O Projétil sempre acompanhou esse modelo de hoje, de três professores trabalhando. É um professor de Redação, um de Edição e um de Planejamento Gráfico. Sempre foi de uma forma aberta, para que o aluno pudesse participar e dar sugestões. Fizemos inicialmente um concurso para saber qual seria o jornal laboratório, e acabou saindo esse nome “O Projétil”. Os professores trabalham de forma bastante unida e aberta. Os alunos participam abertamente da pauta. Não me recordo como era tecnicamente o jornal, mas sempre foi tablóide, como é hoje.

O senhor saiu em 2010 e voltou em 2014, qual foi a maior mudança que o curso teve, na sua opinião?

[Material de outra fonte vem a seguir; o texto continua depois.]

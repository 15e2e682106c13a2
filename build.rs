use std::env;
use std::process::Command;

// CPU features the lane backends care about
#[derive(PartialEq, Eq, Debug)]
struct CpuFeature {
    name: &'static str,
    cfg_flag: &'static str,
    detected: bool,
}

impl CpuFeature {
    fn features() -> Vec<CpuFeature> {
        vec![CpuFeature {
            name: "avx2",
            cfg_flag: "avx2",
            detected: false,
        }]
    }
}

trait CpuFeatureDetector {
    fn detect_features(&self, features: &mut [CpuFeature]);
    fn is_applicable(&self) -> bool;
}

struct LinuxDetector;
impl CpuFeatureDetector for LinuxDetector {
    fn detect_features(&self, features: &mut [CpuFeature]) {
        if let Ok(cpuinfo) = std::fs::read_to_string("/proc/cpuinfo") {
            let contents = cpuinfo.to_lowercase();
            for feature in features.iter_mut() {
                feature.detected = contents.contains(feature.name);
            }
        }
    }

    fn is_applicable(&self) -> bool {
        cfg!(target_os = "linux")
    }
}

struct MacOSDetector;
impl CpuFeatureDetector for MacOSDetector {
    fn detect_features(&self, features: &mut [CpuFeature]) {
        let output = Command::new("sysctl").args(["-a"]).output();

        if let Ok(output) = output {
            let contents = String::from_utf8_lossy(&output.stdout).to_lowercase();

            for feature in features.iter_mut() {
                if feature.name == "avx2" {
                    feature.detected = contents.contains("hw.optional.avx2_0: 1");
                }
            }
        }
    }

    fn is_applicable(&self) -> bool {
        cfg!(target_os = "macos")
    }
}

fn detect_cpu_features(features: &mut [CpuFeature]) {
    let detectors: Vec<Box<dyn CpuFeatureDetector>> =
        vec![Box::new(LinuxDetector), Box::new(MacOSDetector)];

    for detector in detectors {
        if detector.is_applicable() {
            detector.detect_features(features);
            break;
        }
    }
}

fn main() {
    println!("cargo::rustc-check-cfg=cfg(avx2)");
    println!("cargo::rustc-check-cfg=cfg(fallback)");
    println!("cargo:rerun-if-changed=build.rs");

    let mut features = CpuFeature::features();

    let host = env::var("HOST").unwrap_or_default();
    let target = env::var("TARGET").unwrap_or_default();
    let is_x86 = target.starts_with("x86_64") || target.starts_with("i686");

    // Host probing only says something about the target on native builds.
    // The cfg is a preference; the runtime check in `simd::Backend` has the last word.
    if host == target && is_x86 {
        detect_cpu_features(&mut features);
    }

    let cfg_flag = features
        .iter()
        .find(|feature| feature.detected)
        .map(|feature| feature.cfg_flag)
        .unwrap_or("fallback");

    println!("cargo:rustc-cfg={cfg_flag}");
}
//! 8-lane f32 vector types and backend selection.
//!
//! The vectorized benchmark is written once against [`SimdLane`] and
//! instantiated for each backend:
//!
//! - [`avx2::F32x8`]: one `__m256` register (x86/x86_64 only)
//! - [`fallback::F32x8`]: eight plain f32 lanes, available everywhere
//!
//! [`Backend::preferred`] picks the backend for the program run. The build
//! script sets `cfg(avx2)` when the build host advertises AVX2; the choice is
//! then confirmed at run time with `is_x86_feature_detected!`.

use std::fmt;
use std::ops::{Add, Div, Mul, Sub};
use std::sync::OnceLock;

#[cfg(any(target_arch = "x86", target_arch = "x86_64"))]
pub mod avx2;

pub mod fallback;

/// Number of f32 values in every lane vector (256 bits).
pub const LANE_COUNT: usize = 8;

/// Alignment check for vector loads and stores.
pub trait Alignment<T> {
    fn is_aligned(ptr: *const T) -> bool;
}

/// A fixed-width vector of f32 lanes with elementwise arithmetic.
pub trait SimdLane:
    Copy + Add<Output = Self> + Sub<Output = Self> + Mul<Output = Self> + Div<Output = Self>
{
    /// Number of f32 values processed per step.
    const LANE_COUNT: usize;

    /// Loads `LANE_COUNT` contiguous values.
    ///
    /// # Safety
    ///
    /// `ptr` must point to at least `LANE_COUNT` readable f32 values, and the
    /// CPU must support the instruction set of the implementing backend.
    unsafe fn load(ptr: *const f32) -> Self;

    /// Stores all `LANE_COUNT` values.
    ///
    /// # Safety
    ///
    /// `ptr` must point to at least `LANE_COUNT` writable f32 values.
    unsafe fn store_at(&self, ptr: *mut f32);
}

/// Lane backend used by the vectorized benchmark.
#[derive(Debug, Clone, Copy, PartialEq, Eq, Hash)]
pub enum Backend {
    /// Native 256-bit AVX2 registers.
    Avx2,
    /// Eight scalar lanes, portable to any target.
    Fallback,
}

static PREFERRED: OnceLock<Backend> = OnceLock::new();

impl Backend {
    /// Whether this backend can run on the current CPU.
    pub fn is_available(self) -> bool {
        match self {
            Backend::Fallback => true,
            #[cfg(any(target_arch = "x86", target_arch = "x86_64"))]
            Backend::Avx2 => is_x86_feature_detected!("avx2"),
            #[cfg(not(any(target_arch = "x86", target_arch = "x86_64")))]
            Backend::Avx2 => false,
        }
    }

    /// Backend for the program run: the build-time choice, demoted to
    /// [`Backend::Fallback`] if the running CPU lacks it. Cached after the
    /// first call.
    pub fn preferred() -> Backend {
        *PREFERRED.get_or_init(|| {
            let built_for = if cfg!(avx2) {
                Backend::Avx2
            } else {
                Backend::Fallback
            };

            if built_for.is_available() {
                tracing::info!(backend = %built_for, "lane backend selected");
                built_for
            } else {
                tracing::warn!(
                    wanted = %built_for,
                    "lane backend unsupported by this CPU, using fallback"
                );
                Backend::Fallback
            }
        })
    }

    /// Every backend the current CPU can run.
    pub fn available() -> Vec<Backend> {
        [Backend::Avx2, Backend::Fallback]
            .into_iter()
            .filter(|backend| backend.is_available())
            .collect()
    }

    pub fn name(self) -> &'static str {
        match self {
            Backend::Avx2 => "AVX2 (256-bit)",
            Backend::Fallback => "Fallback (8 x f32)",
        }
    }
}

impl fmt::Display for Backend {
    fn fmt(&self, f: &mut fmt::Formatter<'_>) -> fmt::Result {
        f.write_str(self.name())
    }
}
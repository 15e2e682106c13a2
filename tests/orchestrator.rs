//! Orchestrator runs: lock discipline, report lines and execution modes.

use lanebench::bench::{Label, MemorySink};
use lanebench::simd::Backend;
use lanebench::{logging, BenchError, ExecutionMode, Orchestrator};

fn small_run() -> Orchestrator {
    Orchestrator::new().with_len(256).with_iterations(2_000)
}

#[test]
fn test_critical_sections_never_overlap() {
    logging::init_for_tests();

    for _ in 0..20 {
        let sink = MemorySink::new();
        let summary = small_run().with_symbol('+').run(&sink);

        assert_eq!(summary.peak_holders, 1);
        assert_eq!(summary.spans.len(), 2);
        let (first, second) = (&summary.spans[0], &summary.spans[1]);
        assert!(!first.overlaps(second), "{first:?} overlaps {second:?}");
        assert!(first.left <= second.entered);
    }
}

#[test]
fn test_serialized_add_sees_both_runs() {
    let sink = MemorySink::new();
    let summary = Orchestrator::new()
        .with_len(8)
        .with_iterations(2)
        .with_symbol('+')
        .run(&sink);

    // 1 + 2 + 2 from the first worker, + 2 + 2 from the second.
    assert_eq!(summary.final_buffers, vec![vec![9.0f32; 8]]);

    let mut lines = sink.out_lines();
    lines.sort();
    assert_eq!(lines.len(), 2);
    assert!(lines[0].starts_with("AVX calculation took "));
    assert!(lines[1].starts_with("Regular calculation took "));
    assert!(lines.iter().all(|line| line.ends_with("ms.")));
}

#[test]
fn test_parallel_add_scenario() {
    for backend in Backend::available() {
        let sink = MemorySink::new();
        let summary = Orchestrator::new()
            .with_len(8)
            .with_iterations(2)
            .with_symbol('+')
            .with_backend(backend)
            .with_mode(ExecutionMode::Parallel)
            .run(&sink);

        assert_eq!(summary.mode, ExecutionMode::Parallel);
        assert_eq!(summary.final_buffers, vec![vec![5.0f32; 8], vec![5.0f32; 8]]);
        assert_eq!(sink.out_lines().len(), 2);
    }
}

#[test]
fn test_invalid_operator_is_local_to_each_worker() {
    for mode in [ExecutionMode::Serialized, ExecutionMode::Parallel] {
        let sink = MemorySink::new();
        let summary = small_run().with_symbol('%').with_mode(mode).run(&sink);

        for label in [Label::Regular, Label::Avx] {
            let outcome = summary.outcome(label).unwrap();
            assert_eq!(outcome.result, Err(BenchError::UnrecognizedOperation('%')));
        }

        assert!(sink.out_lines().is_empty());
        assert_eq!(sink.err_lines(), vec!["Invalid operator."; 2]);
        assert!(summary
            .final_buffers
            .iter()
            .all(|a| a.iter().all(|&x| x == 1.0)));
    }
}

#[test]
fn test_partial_lane_group_only_fails_vector_worker() {
    let sink = MemorySink::new();
    let summary = Orchestrator::new()
        .with_len(12)
        .with_iterations(1)
        .with_symbol('*')
        .run(&sink);

    assert!(summary.outcome(Label::Regular).unwrap().result.is_ok());
    assert_eq!(
        summary.outcome(Label::Avx).unwrap().result,
        Err(BenchError::LaneRemainder { len: 12, lanes: 8 })
    );
    assert_eq!(summary.final_buffers, vec![vec![2.0f32; 12]]);
    assert_eq!(sink.out_lines().len(), 1);
    assert_eq!(sink.err_lines().len(), 1);
}
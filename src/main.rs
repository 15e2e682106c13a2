use lanebench::bench::StdioSink;
use lanebench::{logging, Orchestrator, ITERATIONS};

fn main() {
    logging::init();

    println!("Calculating using {ITERATIONS} iterations...");

    let summary = Orchestrator::default().run(&StdioSink);

    // Worker errors were already reported on stderr; they do not change the exit code.
    for outcome in &summary.outcomes {
        if let Err(error) = &outcome.result {
            tracing::info!(label = %outcome.label, %error, "benchmark did not complete");
        }
    }
}
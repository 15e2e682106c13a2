//! Diagnostic logging setup.
//!
//! Logs go to stderr so they never interleave with the timing lines on
//! stdout. Verbosity comes from `RUST_LOG`; the default only shows warnings.

use tracing_subscriber::EnvFilter;

/// Default filter when `RUST_LOG` is unset or invalid.
pub const DEFAULT_FILTER: &str = "warn";

/// Installs the global subscriber. Safe to call more than once; later calls
/// leave the first subscriber in place.
pub fn init() {
    let env_filter =
        EnvFilter::try_from_default_env().unwrap_or_else(|_| EnvFilter::new(DEFAULT_FILTER));

    let _ = tracing_subscriber::fmt()
        .with_env_filter(env_filter)
        .with_writer(std::io::stderr)
        .with_thread_names(true)
        .with_target(false)
        .try_init();
}

/// Subscriber for tests: captured by the test harness, debug level.
pub fn init_for_tests() {
    let _ = tracing_subscriber::fmt()
        .with_env_filter(EnvFilter::new("debug"))
        .with_test_writer()
        .try_init();
}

Eu ainda não consegui assimilar. Mas o que eu percebo é que o curso é outro, o grupo de professores é um grupo novo. Os professores antigos ou estão aposentados, ou morreram... Dos professores antigos, tem eu e o Licerre, e o restante é tudo considerado professor novo. Quando eu saí em 2011, já

estavam chegando os professores Silvio e o Mario Luiz. Ter professores novos é uma diferença, mudou a cara do curso. Eu percebo também a diferença no perfil dos alunos, tem muitos alunos bons com perfil interessante, mas parece que o curso era mais político antes e perfil voltado para o social. O Projétil era mais social. Quando voltei, eu percebi que Comunicação Alternativa, essa coisa voltada para comunidade, foi cortada por alguma orientação interna do curso, dos professores. Percebi essa coisa do Projétil, de envolvimento político. Ele é bem feito dentro do processo e tal. Mas parece que os alunos, no processo, já não apresentam mais esse perfil.

Será que o fato de muitos novos estudantes serem de outros estados?

Também, as novas tecnologias, o fato de ter alunos de vários pontos que não conhecem a realidade cultural, social daqui, a mudança na grade curricular que teve. Quando eu saí em 2010, eu propus a criação de uma disciplina que substituía a Alternativa, que é dada no quarto ano, “Cidadania, Ciências e Tecnologias”. Porque em 2010 a gente entendia que as dificuldades dos anos anteriores para trabalhar com a comunidade,era não ter instrumentos para fazer um jornal, precisa de mimeógrafo, xerox, usava essas tecnologias para fazer o jornal e os movimentos não tinham dinheiro. Então, nós tratamos de propor essa disciplina, e para nossa surpresa, ela saiu do lugar, que era no primeiro ano. E foi parar no último. Porque você botaria o pé aqui na Universidade e seria uma disciplina de apresentaçãoa esses movimentos sociais, comunidades, o compromisso seria esse. Visitar, gerar relatório, fotografar, conhecer, para ele ter sob a mesa um menu de possibilidades para poder fazer um trabalho mais comunitário mais voltado para os movimentos social e sindical. Quando isso vai para o último ano, dá para fazer alguma coisa, mas o tempo já passou. Não há tempo para mais

”nada. Você deixa para o final, onde basicamente já definiu qual é seu projeto experimental. Então, como é que você vai fazer um projeto experimental com Comunicação Alternativa se só agora você foi apresentado à área?